Start of Block

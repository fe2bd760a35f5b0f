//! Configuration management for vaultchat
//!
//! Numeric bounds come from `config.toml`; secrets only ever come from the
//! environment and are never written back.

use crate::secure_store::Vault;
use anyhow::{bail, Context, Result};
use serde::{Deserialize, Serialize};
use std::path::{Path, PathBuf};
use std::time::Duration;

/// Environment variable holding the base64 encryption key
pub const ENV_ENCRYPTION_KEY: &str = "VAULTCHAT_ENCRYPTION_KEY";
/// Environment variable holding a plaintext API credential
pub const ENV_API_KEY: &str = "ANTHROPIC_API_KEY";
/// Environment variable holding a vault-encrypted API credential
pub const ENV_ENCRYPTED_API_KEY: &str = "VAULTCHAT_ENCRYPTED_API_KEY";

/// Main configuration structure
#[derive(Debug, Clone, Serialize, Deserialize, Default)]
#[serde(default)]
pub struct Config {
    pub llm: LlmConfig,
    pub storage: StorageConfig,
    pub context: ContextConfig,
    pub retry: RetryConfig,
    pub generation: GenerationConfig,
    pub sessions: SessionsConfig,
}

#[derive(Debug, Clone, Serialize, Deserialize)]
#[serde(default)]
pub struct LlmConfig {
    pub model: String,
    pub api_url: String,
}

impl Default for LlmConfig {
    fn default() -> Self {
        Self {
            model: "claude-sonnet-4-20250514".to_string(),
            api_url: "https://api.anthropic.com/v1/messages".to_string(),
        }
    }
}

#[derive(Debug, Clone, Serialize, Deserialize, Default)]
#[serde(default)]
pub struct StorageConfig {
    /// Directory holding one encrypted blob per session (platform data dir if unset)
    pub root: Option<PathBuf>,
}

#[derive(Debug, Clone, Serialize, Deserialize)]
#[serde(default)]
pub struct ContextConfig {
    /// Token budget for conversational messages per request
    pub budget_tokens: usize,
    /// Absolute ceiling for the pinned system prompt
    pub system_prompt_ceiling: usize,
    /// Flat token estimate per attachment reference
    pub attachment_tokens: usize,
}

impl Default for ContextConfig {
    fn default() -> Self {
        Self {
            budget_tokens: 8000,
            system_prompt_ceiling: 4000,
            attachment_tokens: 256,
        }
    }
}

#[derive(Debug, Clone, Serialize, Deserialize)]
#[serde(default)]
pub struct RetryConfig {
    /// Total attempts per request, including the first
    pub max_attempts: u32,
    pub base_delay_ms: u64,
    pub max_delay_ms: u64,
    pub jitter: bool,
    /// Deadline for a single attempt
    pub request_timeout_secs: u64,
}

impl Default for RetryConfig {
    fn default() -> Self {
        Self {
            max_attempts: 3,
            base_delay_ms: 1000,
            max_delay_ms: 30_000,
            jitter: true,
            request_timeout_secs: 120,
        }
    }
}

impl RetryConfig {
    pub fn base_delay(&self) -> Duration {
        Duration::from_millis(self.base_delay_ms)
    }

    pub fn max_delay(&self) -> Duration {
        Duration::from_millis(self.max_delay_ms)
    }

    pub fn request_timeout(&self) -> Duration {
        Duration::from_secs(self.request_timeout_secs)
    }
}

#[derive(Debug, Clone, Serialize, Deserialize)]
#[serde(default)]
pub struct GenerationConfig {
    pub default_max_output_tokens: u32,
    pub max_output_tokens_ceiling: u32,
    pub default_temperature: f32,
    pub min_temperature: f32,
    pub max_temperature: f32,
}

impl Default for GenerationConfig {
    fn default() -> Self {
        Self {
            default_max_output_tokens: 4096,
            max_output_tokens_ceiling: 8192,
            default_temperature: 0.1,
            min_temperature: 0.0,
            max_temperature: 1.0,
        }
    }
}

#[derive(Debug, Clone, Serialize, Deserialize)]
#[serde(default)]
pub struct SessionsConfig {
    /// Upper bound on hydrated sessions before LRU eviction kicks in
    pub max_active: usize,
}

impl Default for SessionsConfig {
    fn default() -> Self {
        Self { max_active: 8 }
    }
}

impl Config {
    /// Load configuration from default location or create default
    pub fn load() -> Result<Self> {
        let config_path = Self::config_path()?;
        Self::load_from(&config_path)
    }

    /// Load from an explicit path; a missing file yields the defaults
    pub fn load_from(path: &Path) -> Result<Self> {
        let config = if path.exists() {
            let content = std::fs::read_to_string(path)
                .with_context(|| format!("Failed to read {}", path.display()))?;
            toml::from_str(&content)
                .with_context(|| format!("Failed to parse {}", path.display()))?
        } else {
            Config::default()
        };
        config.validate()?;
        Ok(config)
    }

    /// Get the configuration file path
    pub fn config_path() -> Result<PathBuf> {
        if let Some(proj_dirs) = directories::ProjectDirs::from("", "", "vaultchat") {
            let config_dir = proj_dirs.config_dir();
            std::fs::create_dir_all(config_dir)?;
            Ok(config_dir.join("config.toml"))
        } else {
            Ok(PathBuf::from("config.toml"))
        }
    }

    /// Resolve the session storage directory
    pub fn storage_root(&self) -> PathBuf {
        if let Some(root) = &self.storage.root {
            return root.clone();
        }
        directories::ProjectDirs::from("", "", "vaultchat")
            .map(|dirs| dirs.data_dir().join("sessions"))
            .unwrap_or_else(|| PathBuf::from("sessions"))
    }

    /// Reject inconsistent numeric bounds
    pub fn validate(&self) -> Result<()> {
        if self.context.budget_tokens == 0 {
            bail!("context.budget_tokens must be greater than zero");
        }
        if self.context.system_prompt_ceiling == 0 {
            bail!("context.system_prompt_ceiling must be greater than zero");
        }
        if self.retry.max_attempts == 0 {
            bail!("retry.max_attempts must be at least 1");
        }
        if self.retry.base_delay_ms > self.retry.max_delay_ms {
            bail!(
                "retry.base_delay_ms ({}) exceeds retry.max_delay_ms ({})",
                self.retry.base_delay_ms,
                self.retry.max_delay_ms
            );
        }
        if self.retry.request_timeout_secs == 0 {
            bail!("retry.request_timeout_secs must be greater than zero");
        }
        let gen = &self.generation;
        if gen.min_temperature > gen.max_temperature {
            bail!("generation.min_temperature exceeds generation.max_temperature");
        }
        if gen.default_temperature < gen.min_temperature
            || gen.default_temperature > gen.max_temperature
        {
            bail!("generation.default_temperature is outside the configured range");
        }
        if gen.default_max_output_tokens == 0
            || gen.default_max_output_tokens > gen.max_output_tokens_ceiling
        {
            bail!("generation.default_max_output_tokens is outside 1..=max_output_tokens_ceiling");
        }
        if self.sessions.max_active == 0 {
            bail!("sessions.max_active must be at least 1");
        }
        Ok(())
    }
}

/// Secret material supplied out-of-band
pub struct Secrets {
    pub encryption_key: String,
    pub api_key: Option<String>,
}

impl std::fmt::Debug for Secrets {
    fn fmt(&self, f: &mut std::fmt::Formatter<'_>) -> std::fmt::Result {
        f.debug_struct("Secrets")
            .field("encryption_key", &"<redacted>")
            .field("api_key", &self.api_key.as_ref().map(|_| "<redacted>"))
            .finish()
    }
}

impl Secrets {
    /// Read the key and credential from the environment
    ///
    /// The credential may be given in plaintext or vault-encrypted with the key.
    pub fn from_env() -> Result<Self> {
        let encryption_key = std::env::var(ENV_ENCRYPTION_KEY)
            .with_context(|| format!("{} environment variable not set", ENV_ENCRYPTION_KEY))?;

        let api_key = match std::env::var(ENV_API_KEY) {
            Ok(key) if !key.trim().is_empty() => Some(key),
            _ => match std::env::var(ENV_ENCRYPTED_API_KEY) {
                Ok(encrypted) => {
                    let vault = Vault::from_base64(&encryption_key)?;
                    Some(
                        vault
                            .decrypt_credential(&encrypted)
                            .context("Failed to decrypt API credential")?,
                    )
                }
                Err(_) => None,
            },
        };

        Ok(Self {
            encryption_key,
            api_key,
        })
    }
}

End of Block

Above are the records; from them, give again exactly the lines from the one containing "fn fmt(&self, f: &mut" through the one containing "environment variable not", both included.

    fn fmt(&self, f: &mut std::fmt::Formatter<'_>) -> std::fmt::Result {
        f.debug_struct("Secrets")
            .field("encryption_key", &"<redacted>")
            .field("api_key", &self.api_key.as_ref().map(|_| "<redacted>"))
            .finish()
    }
}

impl Secrets {
    /// Read the key and credential from the environment
    ///
    /// The credential may be given in plaintext or vault-encrypted with the key.
    pub fn from_env() -> Result<Self> {
        let encryption_key = std::env::var(ENV_ENCRYPTION_KEY)
            .with_context(|| format!("{} environment variable not set", ENV_ENCRYPTION_KEY))?;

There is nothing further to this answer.